- What is needed: Transcribe precisely, and only, the lines beginning at the line containing "total * 60 + part)" and ending at the final line of the material below.

- Task input:
• • • • •

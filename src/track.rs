//! Defines [`Track`], the normalized record a resolved media reference is
//! carried around as, plus the normalization helpers applied at creation.

use serde::{Deserialize, Serialize};
use url::Url;

/// Display titles are cut to this many characters when a track is built.
pub const MAX_TITLE_LEN: usize = 25;

/// A resolved reference to one piece of media.
///
/// Built exclusively by the resolver, treated as immutable afterwards, and
/// consumed by the downloader (`id`/`video`) and the presentation layer. Not
/// persisted anywhere; it lives for a single request/response cycle.
#[derive(Debug, Clone, Serialize, Deserialize, PartialEq)]
pub struct Track {
    /// Provider-assigned identifier; also names the download target file.
    pub id: String,
    /// Display title, truncated to [`MAX_TITLE_LEN`] characters.
    pub title: String,
    /// Uploader/channel name; empty when the listing carries none.
    pub channel_name: String,
    /// Provider-formatted duration, e.g. `"3:45"`.
    pub duration: String,
    /// Seconds parsed from `duration`; always re-derivable from it.
    pub duration_sec: u64,
    /// Cover image URL with query parameters stripped.
    pub thumbnail: String,
    /// Canonical playable URL (playlist-membership parameters stripped).
    pub url: String,
    /// Short-form view count, e.g. `"1.2M views"`; empty when unavailable.
    pub view_count: String,
    /// Selects audio+video acquisition instead of audio-only.
    pub video: bool,
    /// Correlation id of the message that triggered resolution, if any.
    pub message_id: Option<i64>,
    /// Requesting user, when resolution came from a playlist command.
    pub user: Option<String>,
}

/// Truncates a raw title to the display limit, on a character boundary.
pub fn display_title(raw: &str) -> String {
    raw.chars().take(MAX_TITLE_LEN).collect()
}

/// Drops the query string (everything from `?` on) from a URL.
///
/// Thumbnail URLs in particular arrive with signing parameters attached that
/// the presentation layer must not see. Falls back to a plain split when the
/// input does not parse as a URL.
pub fn strip_query(raw: &str) -> String {
    match Url::parse(raw) {
        Ok(mut url) => {
            url.set_query(None);
            url.to_string()
        }
        Err(_) => raw.split('?').next().unwrap_or_default().to_string(),
    }
}
//! Small parsing/formatting helpers shared by the resolver: duration strings
//! and the short view-count form shown next to search results.

/// Parses a provider-formatted duration string into whole seconds.
///
/// Accepts `H:MM:SS`, `MM:SS`, and bare `SS`. Unparseable segments count as
/// zero, so garbage degrades to `0` rather than failing the whole track.
pub fn to_seconds(duration: &str) -> u64 {
    duration
        .split(':')
        .map(|part| part.trim().parse::<u64>().unwrap_or(0))
        .fold(0, |total, part| total * 60 + part)
}

/// Formats whole seconds back into the provider's display shape:
/// `H:MM:SS` above an hour, `M:SS` below.
pub fn duration_label(seconds: u64) -> String {
    let hours = seconds / 3600;
    let minutes = (seconds % 3600) / 60;
    let secs = seconds % 60;

    if hours > 0 {
        format!("{}:{:02}:{:02}", hours, minutes, secs)
    } else {
        format!("{}:{:02}", minutes, secs)
    }
}

/// Renders a count in the upstream's short display form: `987`, `1.2K`,
/// `4.5M`, `1.1B`. One decimal, with a trailing `.0` dropped.
pub fn short_count(count: u64) -> String {
    const STEPS: [(u64, &str); 3] = [
        (1_000_000_000, "B"),
        (1_000_000, "M"),
        (1_000, "K"),
    ];

    for (scale, suffix) in STEPS {
        if count >= scale {
            let scaled = count as f64 / scale as f64;
            let rendered = format!("{:.1}", scaled);
            let rendered = rendered.strip_suffix(".0").unwrap_or(&rendered);
            return format!("{}{}", rendered, suffix);
        }
    }
    count.to_string()
}

/// The full "short view count" string as the upstream renders it.
pub fn short_views(count: u64) -> String {
    format!("{} views", short_count(count))
}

• • • • •

- Result for this task:
        .fold(0, |total, part| total * 60 + part)
}

/// Formats whole seconds back into the provider's display shape:
/// `H:MM:SS` above an hour, `M:SS` below.
pub fn duration_label(seconds: u64) -> String {
    let hours = seconds / 3600;
    let minutes = (seconds % 3600) / 60;
    let secs = seconds % 60;

    if hours > 0 {
        format!("{}:{:02}:{:02}", hours, minutes, secs)
    } else {
        format!("{}:{:02}", minutes, secs)
    }
}

/// Renders a count in the upstream's short display form: `987`, `1.2K`,
/// `4.5M`, `1.1B`. One decimal, with a trailing `.0` dropped.
pub fn short_count(count: u64) -> String {
    const STEPS: [(u64, &str); 3] = [
        (1_000_000_000, "B"),
        (1_000_000, "M"),
        (1_000, "K"),
    ];

    for (scale, suffix) in STEPS {
        if count >= scale {
            let scaled = count as f64 / scale as f64;
            let rendered = format!("{:.1}", scaled);
            let rendered = rendered.strip_suffix(".0").unwrap_or(&rendered);
            return format!("{}{}", rendered, suffix);
        }
    }
    count.to_string()
}

/// The full "short view count" string as the upstream renders it.
pub fn short_views(count: u64) -> String {
    format!("{} views", short_count(count))
}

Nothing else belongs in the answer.